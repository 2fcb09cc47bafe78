// src/dag/batcher.rs

//! Level partitioning of a [`TaskGraph`] into ordered batches.

use std::collections::HashMap;

use petgraph::algo::tarjan_scc;
use petgraph::graphmap::DiGraphMap;
use serde::{Deserialize, Serialize};
use tracing::debug;

use crate::dag::graph::TaskGraph;
use crate::dag::task::TaskId;
use crate::errors::{BatchdagError, Result};
use crate::types::ExecutionMode;

/// One synchronization unit of a run.
///
/// Every predecessor of a task in batch `index` sits in a batch with a
/// strictly smaller index.
#[derive(Debug, Clone, PartialEq, Eq, Serialize, Deserialize)]
pub struct Batch {
    pub index: usize,
    /// Partition level the tasks were extracted at.
    pub level: usize,
    pub mode: ExecutionMode,
    pub tasks: Vec<TaskId>,
}

impl Batch {
    pub fn len(&self) -> usize {
        self.tasks.len()
    }

    pub fn is_empty(&self) -> bool {
        self.tasks.is_empty()
    }

    pub fn contains(&self, task: &str) -> bool {
        self.tasks.iter().any(|t| t == task)
    }
}

/// Computes the batch partition of a graph.
#[derive(Debug, Clone, Copy, Default)]
pub struct Batcher {
    mode: ExecutionMode,
    first_index: usize,
}

impl Batcher {
    pub fn new(mode: ExecutionMode) -> Self {
        Self {
            mode,
            first_index: 0,
        }
    }

    /// Start numbering batches at `first_index` (used when resuming).
    pub fn starting_at(mut self, first_index: usize) -> Self {
        self.first_index = first_index;
        self
    }

    /// Partition `graph` into level-ordered batches.
    ///
    /// Each iteration extracts every task whose remaining in-degree is zero,
    /// in insertion order. If tasks remain that can never reach zero, the
    /// graph has a cycle and no batch is returned: this is the only place a
    /// cycle is detected.
    pub fn partition(&self, graph: &TaskGraph) -> Result<Vec<Batch>> {
        let mut in_degree: HashMap<&str, usize> = graph
            .tasks()
            .map(|t| (t.id.as_str(), t.predecessors.len()))
            .collect();

        let mut levels: Vec<Vec<TaskId>> = Vec::new();
        let mut assigned = 0usize;

        while assigned < graph.len() {
            let ready: Vec<&str> = graph
                .task_ids()
                .filter(|id| in_degree.get(id) == Some(&0))
                .collect();

            if ready.is_empty() {
                let stuck: Vec<&str> = in_degree.keys().copied().collect();
                return Err(BatchdagError::GraphCycle(describe_cycle(graph, &stuck)));
            }

            for id in &ready {
                in_degree.remove(id);
                for dependent in graph.dependents_of(id) {
                    if let Some(d) = in_degree.get_mut(dependent.as_str()) {
                        *d = d.saturating_sub(1);
                    }
                }
            }

            assigned += ready.len();
            levels.push(ready.into_iter().map(str::to_string).collect());
        }

        let batches = self.build_batches(levels);
        debug!(
            batches = batches.len(),
            tasks = graph.len(),
            mode = %self.mode,
            "graph partitioned"
        );
        Ok(batches)
    }

    fn build_batches(&self, levels: Vec<Vec<TaskId>>) -> Vec<Batch> {
        let mut batches = Vec::new();
        for (level, tasks) in levels.into_iter().enumerate() {
            match self.mode {
                ExecutionMode::Parallel => batches.push(Batch {
                    index: self.first_index + batches.len(),
                    level,
                    mode: ExecutionMode::Parallel,
                    tasks,
                }),
                ExecutionMode::Serial => {
                    for task in tasks {
                        batches.push(Batch {
                            index: self.first_index + batches.len(),
                            level,
                            mode: ExecutionMode::Serial,
                            tasks: vec![task],
                        });
                    }
                }
            }
        }
        batches
    }
}

/// Name the tasks on a cycle among `stuck`. Tasks that are only blocked
/// behind the cycle are left out.
fn describe_cycle(graph: &TaskGraph, stuck: &[&str]) -> String {
    let mut g: DiGraphMap<&str, ()> = DiGraphMap::new();
    for &id in stuck {
        g.add_node(id);
    }
    for &id in stuck {
        for dependent in graph.dependents_of(id) {
            if g.contains_node(dependent.as_str()) {
                g.add_edge(id, dependent.as_str(), ());
            }
        }
    }

    let mut on_cycle: Vec<&str> = tarjan_scc(&g)
        .into_iter()
        .filter(|component| component.len() > 1)
        .flatten()
        .collect();
    if on_cycle.is_empty() {
        on_cycle = stuck.to_vec();
    }
    on_cycle.sort_by_key(|id| graph.position(id));
    format!("tasks {} depend on each other", on_cycle.join(", "))
}

/// Partition with parallel batches numbered from zero.
pub fn partition(graph: &TaskGraph) -> Result<Vec<Batch>> {
    Batcher::new(ExecutionMode::Parallel).partition(graph)
}
// src/engine/policy.rs

//! Pure failure-policy decisions. No IO; the runner acts on the result.

use std::time::Duration;

use crate::engine::decider::Decision;
use crate::types::{FailureStrategy, RetryBackoff};

/// Upper bound on a computed retry delay.
const MAX_RETRY_DELAY: Duration = Duration::from_secs(60 * 60);

#[derive(Debug, Clone, Copy, PartialEq, Eq)]
pub struct FailurePolicy {
    pub strategy: FailureStrategy,
    /// Re-dispatches allowed after the first failure.
    pub max_retries: u32,
    pub retry_delay: Duration,
    pub backoff: RetryBackoff,
}

impl Default for FailurePolicy {
    fn default() -> Self {
        Self {
            strategy: FailureStrategy::Ask,
            max_retries: 3,
            retry_delay: Duration::from_secs(5),
            backoff: RetryBackoff::Fixed,
        }
    }
}

/// What to do with a task that just failed.
#[derive(Debug, Clone, Copy, PartialEq, Eq)]
pub enum PolicyAction {
    /// Re-dispatch after `delay`.
    Retry { delay: Duration },
    /// Mark the task `skipped` and move on.
    Skip,
    /// Leave the task `failed` and move on.
    Fail,
    /// Stop dispatching for the rest of the run.
    Abort,
    /// Block for an external [`Decision`].
    Ask,
}

impl FailurePolicy {
    pub fn with_strategy(mut self, strategy: FailureStrategy) -> Self {
        self.strategy = strategy;
        self
    }

    /// Action after the `attempt`-th dispatch of a task failed (1-based).
    pub fn decide(&self, attempt: u32) -> PolicyAction {
        match self.strategy {
            FailureStrategy::Retry => self.retry_or_fail(attempt, self.retry_delay_for(attempt)),
            FailureStrategy::Skip => PolicyAction::Skip,
            FailureStrategy::FailFast => PolicyAction::Abort,
            FailureStrategy::Ask => PolicyAction::Ask,
        }
    }

    /// Turn an external decision into an action. A retry decision still
    /// counts against `max_retries`.
    pub fn resolve_decision(&self, decision: Decision, attempt: u32) -> PolicyAction {
        match decision {
            Decision::Retry => self.retry_or_fail(attempt, Duration::ZERO),
            Decision::Skip => PolicyAction::Skip,
            Decision::Abort => PolicyAction::Abort,
        }
    }

    fn retry_or_fail(&self, attempt: u32, delay: Duration) -> PolicyAction {
        if attempt <= self.max_retries {
            PolicyAction::Retry { delay }
        } else {
            PolicyAction::Fail
        }
    }

    /// Delay before the re-dispatch that follows the `attempt`-th failure.
    pub fn retry_delay_for(&self, attempt: u32) -> Duration {
        match self.backoff {
            RetryBackoff::Fixed => self.retry_delay,
            RetryBackoff::Exponential => {
                let exp = attempt.saturating_sub(1).min(16);
                self.retry_delay
                    .saturating_mul(1u32 << exp)
                    .min(MAX_RETRY_DELAY)
            }
        }
    }
}
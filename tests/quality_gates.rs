// tests/quality_gates.rs
#![cfg(unix)]

mod common;
use crate::common::{init_tracing, router_with, with_timeout, GraphBuilder, ScriptedCapability};

use std::error::Error;
use std::fs;
use std::path::Path;

use batchdag::checkpoint::CheckpointStore;
use batchdag::dag::TaskGraph;
use batchdag::engine::{FailurePolicy, GateCheck, QualityGates};
use batchdag::ledger::{BatchState, EventKind, RunStatus, TaskState};
use batchdag::types::{FailureStrategy, GateKind, GatePolicy};
use batchdag::Orchestrator;

type TestResult = Result<(), Box<dyn Error>>;

/// Three batches: `a` | `b1, b2` | `c`.
fn three_batch_graph() -> TaskGraph {
    GraphBuilder::new()
        .task("a", "x", &[])
        .task("b1", "x", &["a"])
        .task("b2", "x", &["a"])
        .task("c", "x", &["b1", "b2"])
        .build()
}

fn skip_policy() -> FailurePolicy {
    FailurePolicy::default().with_strategy(FailureStrategy::Skip)
}

/// Gate command that appends one line to `log` and passes.
fn logging_gate(kind: GateKind, log: &Path) -> GateCheck {
    GateCheck::new(kind, format!("echo {kind} >> '{}'", log.display()))
}

fn gate_batches(orch: &Orchestrator) -> Vec<(Option<usize>, GateKind, bool)> {
    orch.ledger()
        .events()
        .into_iter()
        .filter_map(|e| match e.kind {
            EventKind::GateChecked { gate, passed, .. } => Some((e.batch_index, gate, passed)),
            _ => None,
        })
        .collect()
}

#[tokio::test]
async fn per_batch_gates_run_at_every_barrier() -> TestResult {
    init_tracing();
    let dir = tempfile::tempdir()?;
    let log = dir.path().join("gates.log");
    let gates = QualityGates::new(GatePolicy::PerBatch)
        .with_check(logging_gate(GateKind::Build, &log))
        .with_check(logging_gate(GateKind::Lint, &log));

    let cap = ScriptedCapability::new("x");
    let orch = Orchestrator::new(router_with(&[cap]))
        .with_policy(skip_policy())
        .with_gates(gates);
    let report = with_timeout(orch.run(&three_batch_graph())).await?;

    assert_eq!(report.status, RunStatus::Completed);
    assert_eq!(report.gates.len(), 6);
    assert!(report.gates.iter().all(|g| g.passed));
    assert_eq!(fs::read_to_string(&log)?.lines().count(), 6);

    let recorded = gate_batches(&orch);
    assert_eq!(
        recorded,
        vec![
            (Some(0), GateKind::Build, true),
            (Some(0), GateKind::Lint, true),
            (Some(1), GateKind::Build, true),
            (Some(1), GateKind::Lint, true),
            (Some(2), GateKind::Build, true),
            (Some(2), GateKind::Lint, true),
        ]
    );
    assert_eq!(report.statistics.gates_passed, 6);
    Ok(())
}

#[tokio::test]
async fn blocking_gate_failure_stops_before_the_next_batch() -> TestResult {
    let dir = tempfile::tempdir()?;
    let store = CheckpointStore::new(dir.path(), "gated");
    let graph = three_batch_graph();

    let failing = QualityGates::new(GatePolicy::PerBatch)
        .with_check(GateCheck::new(GateKind::Build, "echo broken build >&2; exit 1"))
        .with_check(GateCheck::new(GateKind::Test, "true"));
    let cap = ScriptedCapability::new("x");
    let first = Orchestrator::new(router_with(&[cap.clone()]))
        .with_policy(skip_policy())
        .with_gates(failing)
        .with_checkpoint_store(store.clone());
    let report = with_timeout(first.run(&graph)).await?;

    assert_eq!(report.status, RunStatus::Aborted);
    assert_eq!(cap.dispatched_ids(), vec!["a"]);
    assert_eq!(report.gates.len(), 1);
    assert!(report.gates[0].blocks());
    assert_eq!(report.gates[0].detail.as_deref(), Some("exit code 1: broken build"));
    assert_eq!(first.ledger().batch_state(0), Some(BatchState::Completed));
    assert_eq!(first.ledger().state_of("b1"), Some(TaskState::Pending));

    let checkpoint = store.load()?.expect("checkpoint written");
    assert_eq!(checkpoint.status, Some(RunStatus::Aborted));
    assert_eq!(checkpoint.next_batch_index, 1);

    // Fixed build: the rest of the run goes through.
    let log = dir.path().join("gates.log");
    let cap2 = ScriptedCapability::new("x");
    let second = Orchestrator::new(router_with(&[cap2.clone()]))
        .with_policy(skip_policy())
        .with_gates(QualityGates::new(GatePolicy::PerBatch).with_check(logging_gate(GateKind::Build, &log)))
        .with_checkpoint_store(store.clone());
    let report = with_timeout(second.resume(checkpoint)).await?;

    assert_eq!(report.status, RunStatus::Completed);
    let mut dispatched = cap2.dispatched_ids();
    dispatched.sort();
    assert_eq!(dispatched, vec!["b1", "b2", "c"]);
    assert_eq!(fs::read_to_string(&log)?.lines().count(), 2);
    Ok(())
}

#[tokio::test]
async fn non_blocking_gate_failure_is_reported_only() -> TestResult {
    let gates = QualityGates::new(GatePolicy::OnComplete)
        .with_check(GateCheck::new(GateKind::Lint, "exit 4").blocking(false))
        .with_check(GateCheck::new(GateKind::Test, "true"));
    let cap = ScriptedCapability::new("x");
    let orch = Orchestrator::new(router_with(&[cap]))
        .with_policy(skip_policy())
        .with_gates(gates);
    let report = with_timeout(orch.run(&three_batch_graph())).await?;

    assert_eq!(report.status, RunStatus::Completed);
    let outcomes: Vec<(GateKind, bool)> = report.gates.iter().map(|g| (g.kind, g.passed)).collect();
    assert_eq!(outcomes, vec![(GateKind::Lint, false), (GateKind::Test, true)]);
    assert_eq!(
        gate_batches(&orch),
        vec![(None, GateKind::Lint, false), (None, GateKind::Test, true)]
    );
    assert_eq!(report.statistics.gates_failed, 1);
    Ok(())
}

#[tokio::test]
async fn failed_final_gate_leaves_a_resumable_checkpoint() -> TestResult {
    let dir = tempfile::tempdir()?;
    let store = CheckpointStore::new(dir.path(), "final");
    let graph = three_batch_graph();

    let cap = ScriptedCapability::new("x");
    let first = Orchestrator::new(router_with(&[cap]))
        .with_policy(skip_policy())
        .with_gates(QualityGates::new(GatePolicy::OnComplete).with_check(GateCheck::new(GateKind::Test, "exit 1")))
        .with_checkpoint_store(store.clone());
    let report = with_timeout(first.run(&graph)).await?;

    assert_eq!(report.status, RunStatus::Aborted);
    assert_eq!(report.counts.completed, 4);
    let checkpoint = store.load()?.expect("checkpoint written");
    assert!(!checkpoint.is_finished());
    assert!(checkpoint.remaining.is_empty());

    // Resuming dispatches nothing and only repeats the gate round.
    let log = dir.path().join("gates.log");
    let cap2 = ScriptedCapability::new("x");
    let second = Orchestrator::new(router_with(&[cap2.clone()]))
        .with_policy(skip_policy())
        .with_gates(QualityGates::new(GatePolicy::OnComplete).with_check(logging_gate(GateKind::Test, &log)))
        .with_checkpoint_store(store.clone());
    let report = with_timeout(second.resume(checkpoint)).await?;

    assert_eq!(report.status, RunStatus::Completed);
    assert!(cap2.dispatched_ids().is_empty());
    assert_eq!(fs::read_to_string(&log)?.lines().count(), 1);
    assert!(store.load()?.expect("final checkpoint").is_finished());
    Ok(())
}

#[tokio::test]
async fn manual_gates_never_run_during_a_run() -> TestResult {
    let dir = tempfile::tempdir()?;
    let log = dir.path().join("gates.log");
    let cap = ScriptedCapability::new("x");
    let orch = Orchestrator::new(router_with(&[cap]))
        .with_policy(skip_policy())
        .with_gates(QualityGates::new(GatePolicy::Manual).with_check(logging_gate(GateKind::Build, &log)));
    let report = with_timeout(orch.run(&three_batch_graph())).await?;

    assert_eq!(report.status, RunStatus::Completed);
    assert!(report.gates.is_empty());
    assert!(!log.exists());
    Ok(())
}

### Work required
I need each line of the entries that holds the string "Serialize" located and copied.

### Task answer
use serde::{Deserialize, Serialize};
#[derive(Debug, Clone, PartialEq, Eq, Serialize, Deserialize)]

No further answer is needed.